Вспомнив о пьяных малознакомых мужиках, Лиля презрительно поморщилась.
Ночь была темной и звездной. До рассвета еще было далеко. В лесу покрикивали птицы.
Когда я поняла, куда мы направляемся, удивленно спросила:
– Ты что-то оставила в машине?
– Ага, – загадочно отозвалась Лиля. – Но не в машине Макса.
Я ничего не понимала. А когда мы прошли мимо «Мазды» Марвина и остановились рядом с темно-зеленым «уазиком», все стало еще страннее.
– Ты чего? – я снова перешла на шепот.
– Загляни туда, – улыбалась Лиля.
Я, привстав на цыпочки, осмотрела салон. Но он был пустой. Только на заднем сиденье лежала чья-то черная бейсболка.
– Ну и что?
– Да ты куда-то не туда глядишь, – рассердилась Лиля. – На замок зажигания посмотри!

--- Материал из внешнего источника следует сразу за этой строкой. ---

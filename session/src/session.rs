//! The tab-wide authentication context.
//!
//! SYSTEM CONTEXT
//! ==============
//! One `AuthSession` is constructed per application instance and handed to
//! the UI through a context provider. It is the single source of truth for who
//! is signed in; route guards and pages only read its state.
//!
//! CONCURRENCY
//! ===========
//! Single-threaded and cooperative. The only suspension point is the resolver
//! call. Overlapping `refresh_auth` calls are allowed: each takes a ticket from
//! the `SessionMachine`, and only the latest ticket may write state. Superseded
//! calls still run to completion; their results are dropped.
//!
//! Cross-tab changes to the token store are not observed. Another tab's
//! sign-in or sign-out only becomes visible here after the next `mount` or
//! `refresh_auth`.

#[cfg(test)]
#[path = "session_test.rs"]
mod session_test;

use std::cell::RefCell;

use crate::config::AuthConfig;
use crate::resolver::SessionResolver;
use crate::role::RoleFlags;
use crate::state::{Begin, Completion, SessionMachine, SessionState};
use crate::token::TokenStore;

type Observer = Box<dyn Fn(&SessionState)>;

/// Authentication context bound to a token store and a resolver.
pub struct AuthSession<S, R> {
    config: AuthConfig,
    store: S,
    resolver: R,
    machine: RefCell<SessionMachine>,
    observers: RefCell<Vec<Observer>>,
}

impl<S: TokenStore, R: SessionResolver> AuthSession<S, R> {
    /// Build an unmounted session. State is [`SessionState::initial`] until
    /// [`Self::mount`] runs.
    pub fn new(config: AuthConfig, store: S, resolver: R) -> Self {
        Self {
            config,
            store,
            resolver,
            machine: RefCell::new(SessionMachine::new()),
            observers: RefCell::new(Vec::new()),
        }
    }

    pub fn config(&self) -> &AuthConfig {
        &self.config
    }

    pub fn store(&self) -> &S {
        &self.store
    }

    /// Snapshot of the current state.
    pub fn state(&self) -> SessionState {
        self.machine.borrow().state().clone()
    }

    /// Role projection of the current user.
    pub fn role(&self) -> RoleFlags {
        self.machine.borrow().state().role()
    }

    /// Register an observer called after every state change.
    ///
    /// Observers must not call `subscribe` themselves.
    pub fn subscribe(&self, observer: impl Fn(&SessionState) + 'static) {
        self.observers.borrow_mut().push(Box::new(observer));
    }

    /// Initial resolution when the application starts.
    pub async fn mount(&self) -> SessionState {
        log::debug!("auth: mounting session");
        self.refresh_auth().await
    }

    /// Re-read the token store and resolve it. Returns the state after this
    /// call settles, which reflects a newer call instead if one superseded it.
    pub async fn refresh_auth(&self) -> SessionState {
        let stored = self.store.get();
        let begin = self.machine.borrow_mut().begin(stored);
        self.publish();

        let ticket = match begin {
            Begin::Settled => {
                log::debug!("auth: no stored token, signed out");
                return self.state();
            }
            Begin::Resolve(ticket) => ticket,
        };

        log::debug!("auth: resolving session seq={}", ticket.seq());
        let outcome = self.resolver.resolve(ticket.token()).await;
        let completion = self.machine.borrow_mut().complete(&ticket, outcome);

        match completion {
            Completion::Authenticated => {
                if let Some(user) = &self.machine.borrow().state().user {
                    log::info!("auth: signed in user={} role={}", user.id, user.role);
                }
            }
            Completion::Rejected(err) => {
                log::warn!("auth: stored token rejected seq={}: {err}", ticket.seq());
                if self.store.get().as_deref() == Some(ticket.token()) {
                    self.store.clear();
                }
            }
            Completion::Stale => {
                log::debug!("auth: discarded stale resolution seq={}", ticket.seq());
                return self.state();
            }
        }

        self.publish();
        self.state()
    }

    /// Write a freshly issued token. Takes effect on the next `refresh_auth`.
    pub fn persist_token(&self, token: &str) {
        self.store.set(token);
    }

    /// Clear the stored token and sign out. Returns the route to navigate to.
    pub fn logout(&self) -> &str {
        self.store.clear();
        self.machine.borrow_mut().reset();
        log::info!("auth: signed out");
        self.publish();
        &self.config.public_root
    }

    /// External URL that starts the OAuth flow. Navigating there unloads the
    /// page, so no local state changes.
    pub fn login_url(&self) -> String {
        self.config.login_url()
    }

    pub fn dismiss_notice(&self) {
        self.machine.borrow_mut().dismiss_notice();
        self.publish();
    }

    fn publish(&self) {
        let state = self.state();
        for observer in self.observers.borrow().iter() {
            observer(&state);
        }
    }
}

Я снова прилепилась к окну и разглядела оставленный в замке ключ.
– И?
– О боже, Сима!
Лиля легонько оттолкнула меня и с щелчком открыла водительскую дверь.
– Когда с озера возвращались, я увидела, что они ключи оставили, – принялась объяснять Лиля, усаживаясь на водительское сиденье. Обернулась ко мне. Я так и стояла на месте, ежась от ночной прохлады. – Прокатишься со мной?
– Я-то тебе зачем?
– Как это зачем? Одной страшно, – призналась Лиля.

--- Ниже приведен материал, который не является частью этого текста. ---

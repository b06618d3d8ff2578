//! Shared auth UI helpers.
//!
//! SYSTEM CONTEXT
//! ==============
//! Every guarded route applies identical redirect behavior: signed-out tabs
//! leave immediately, role-denied tabs leave after the access-denied panel has
//! been visible for a moment. Both replace the current history entry so Back
//! does not return to the guarded page.

#[cfg(test)]
#[path = "auth_test.rs"]
mod auth_test;

use std::time::Duration;

use leptos::prelude::*;
use session::GuardDecision;

use crate::state::auth::AuthContext;

/// How long to wait before redirecting away, or `None` to stay.
pub fn redirect_delay(decision: GuardDecision, forbidden_delay: Duration) -> Option<Duration> {
    match decision {
        GuardDecision::RedirectHome => Some(Duration::ZERO),
        GuardDecision::Forbidden => Some(forbidden_delay),
        GuardDecision::Loading | GuardDecision::Render => None,
    }
}

/// Redirect to the public root whenever `decision` says the route must be left.
pub fn install_guard_redirect(auth: AuthContext, decision: Memo<GuardDecision>) {
    let config = auth.config();
    let home = config.public_root;
    let forbidden_delay = config.forbidden_redirect_delay;

    Effect::new(move || {
        let current = decision.get();
        let Some(delay) = redirect_delay(current, forbidden_delay) else {
            return;
        };
        if delay.is_zero() {
            auth.navigate_replace(&home);
        } else {
            schedule_redirect(auth, decision, current, home.clone(), delay);
        }
    });
}

/// Redirect after `delay` unless the decision changed in the meantime.
fn schedule_redirect(
    auth: AuthContext,
    decision: Memo<GuardDecision>,
    expected: GuardDecision,
    home: String,
    delay: Duration,
) {
    #[cfg(feature = "hydrate")]
    leptos::task::spawn_local(async move {
        gloo_timers::future::sleep(delay).await;
        if decision.try_get_untracked() == Some(expected) {
            auth.navigate_replace(&home);
        }
    });
    #[cfg(not(feature = "hydrate"))]
    {
        let _ = (auth, decision, expected, home, delay);
    }
}
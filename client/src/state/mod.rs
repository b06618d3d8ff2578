//! Shared client-side state modules.
//!
//! DESIGN
//! ======
//! Authentication is the only cross-page state; pages keep their own local
//! signals for everything else.

pub mod auth;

Я молча оглядывала «уазик».
– А если страшно, тогда для чего ты собралась на нем кататься?
– Симочка, ну пожалуйста! Я очень хочу прокатиться на этой штуке! Никто не дает мне машину: ни папа, ни Макс…
– Может, на то есть причины? У тебя нет прав! – напомнила я.
– Не будь занудой, – поморщилась Лиля. – Я отлично вожу. Отец нас с Левой лет в четырнадцать научил, мы по дачному поселку с ним катались.
Я все еще колебалась.
– Давай, прыгай! – нахмурившись, поторопила меня Лиля. – Ты когда-нибудь ездила на такой штуке?
– Никогда, – покачала я головой. – Да, если честно, и не горела желанием…
– А мы ездили. Нас с Левой папин друг на рыбалку с собой брал. Но за рулем я ни разу не сидела… А мы всего-то один кружок! Туда и обратно.
– А если заметят?
– Они крепко спят, никто не проснется. Ну же, Симочка, давай! Неужели тебе никогда не хотелось совершить что-нибудь безрассудное?
Все понятно. Лилю пьянила свалившаяся на нее свобода так же, как дядю Толю пьянил в прошлый вечер самогон.
Совершала ли я что-нибудь безрассудное? Полет с крыльца на скейте, ворованные шоколадки и фрукты, выброшенная в окно сумка одноклассницы, проникновение в чужую квартиру через балкон… В конце концов, отправиться на поиски сокровищ черт-те куда – это тоже не самое заурядное решение. Я не задумывалась как-то, но оказалось, что вся моя жизнь – сплошное безрассудство.